The companies have a workforce of around 3,000 people, half of whom are contributed by Sadiel, and a turnover of around 240 million euros in 2010. In addition, Sadiel, who is closing the accounts for last year, expects to grow above ten percent.

The Minister of Economy underlines the relevance of the operation to strengthen the industrial fabric and makes it clear that the Board has been with Sadiel “from the beginning” and in its consolidation phases, now pointing to a “natural process” of exit of the shareholder to give entry to industrial partners that promote the company.

“The Board has entered sectors with opportunities that the private sector has not developed and then it is logical to go out,” adds Ávila. Thus, he affirms that the acquisition has been “clean and well managed” and will ensure that both companies develop “strongly and with the complementarity of their partners.

In line with this, Valverde makes it clear that the operation has been carried out with the “maximum transparency” and finally the “best option understood by the partners among all those who have shown interest” has been chosen.

Along the same lines, Manzanares has stressed that the purchase of Sadiel is due to strategic reasons, since engineering is “in crisis and companies need more size to compete, diversify, innovate and go abroad”, a situation where Sadiel , “one of the best technological companies in the country, brings more muscle to the group”. In addition, he points to the company’s responsibility with Andalusian economic growth and a “personal challenge”, which makes Ayesa the first Spanish engineering company and one of the 30 largest internationally.

“This is a risky operation, but an exciting one. I understand the concern of the workforce in the face of changes, but they should not be in the least afraid,” says Manzanares, who recalls that the activities of the companies do not overlap, so they do not personal surplus”. Likewise, he mentions the “overhead cost savings” between both companies, unifying areas such as accounting or legal services.

For his part, Camacho has positively assessed the signing of this agreement that promotes the development of the Andalusian technology company and recalled that Sadiel continues to grow, despite the current situation, since it will close 2010 with a billing increase of more than two digits.

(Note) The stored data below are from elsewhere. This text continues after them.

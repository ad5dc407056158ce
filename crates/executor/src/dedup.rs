/*!
 * Recent-Id Duplicate Cache
 *
 * A bounded, mutex-guarded LRU of opportunity ids this process has
 * completed. Together with the distributed lock it gives redeliveries a
 * cheap in-process answer:
 *
 * - id completed here, conflict not yet reported -> publish one
 *   `lock-conflict` result, then only ack further duplicates
 * - id unknown here but lock busy -> contention with another instance;
 *   silent ack (the winner publishes)
 *
 * The cache is process-local and lost on crash; a post-crash redelivery
 * therefore looks like fresh work, which is exactly what the deferred-ack
 * recovery path wants.
 */

use lru::LruCache;
use std::num::NonZeroUsize;
use std::sync::Mutex;

/// Default capacity; old ids fall out in LRU order.
pub const DEFAULT_CAPACITY: usize = 10_000;

/// What this process knows about an opportunity id.
#[derive(Debug, Clone, Copy, PartialEq, Eq)]
pub enum SeenState {
    /// Never completed here
    Fresh,
    /// Completed here; no lock-conflict result published yet
    CompletedUnreported,
    /// Completed here and the one allowed lock-conflict result is out
    CompletedReported,
}

/// Mutex-guarded LRU of completed opportunity ids.
pub struct RecentIds {
    cache: Mutex<LruCache<String, bool>>,
}

impl RecentIds {
    pub fn new(capacity: usize) -> Self {
        let capacity = NonZeroUsize::new(capacity.max(1)).unwrap_or(NonZeroUsize::MIN);
        Self {
            cache: Mutex::new(LruCache::new(capacity)),
        }
    }

    /// Look up an id, refreshing its LRU position.
    pub fn seen_state(&self, id: &str) -> SeenState {
        let mut cache = self.cache.lock().unwrap_or_else(|e| e.into_inner());
        match cache.get(id) {
            None => SeenState::Fresh,
            Some(false) => SeenState::CompletedUnreported,
            Some(true) => SeenState::CompletedReported,
        }
    }

    /// Record a completed execution (result published).
    pub fn mark_completed(&self, id: &str) {
        let mut cache = self.cache.lock().unwrap_or_else(|e| e.into_inner());
        cache.put(id.to_string(), false);
    }

    /// Record that the single lock-conflict result for this id went out.
    pub fn mark_reported(&self, id: &str) {
        let mut cache = self.cache.lock().unwrap_or_else(|e| e.into_inner());
        cache.put(id.to_string(), true);
    }

    pub fn len(&self) -> usize {
        self.cache.lock().unwrap_or_else(|e| e.into_inner()).len()
    }

    pub fn is_empty(&self) -> bool {
        self.len() == 0
    }
}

Regarding Indra’s departure from the shareholding, the multinational’s general director, Santiago Roura, explains that the company has been in Sadiel from the beginning as a minority shareholder with an industrial role, something that “now loses meaning” with the entry of Ayesa as majority shareholder due to its industrial potential. “This exit does not mean that Indra is not committed to Andalusia, since it has a clear vocation for growth in the Community, as demonstrated by the projects developed”, he insists.

For his part, Arteaga points out that for the moment the decisions in Sadiel have been made “from consensus”, a situation that he expects to continue despite ceasing to be one of the majority partners with the Junta de Andalucía. “From now on, coordination between partners will ensure that decisions are made by consensus with the aim of growing the company,” he adds.

Also, Salido points out that Cajasol will maintain its “bet for the future” by Sadiel and will have a five percent shareholding. In addition, he recalls that Sadiel is one of the first three technology providers of the financial institution.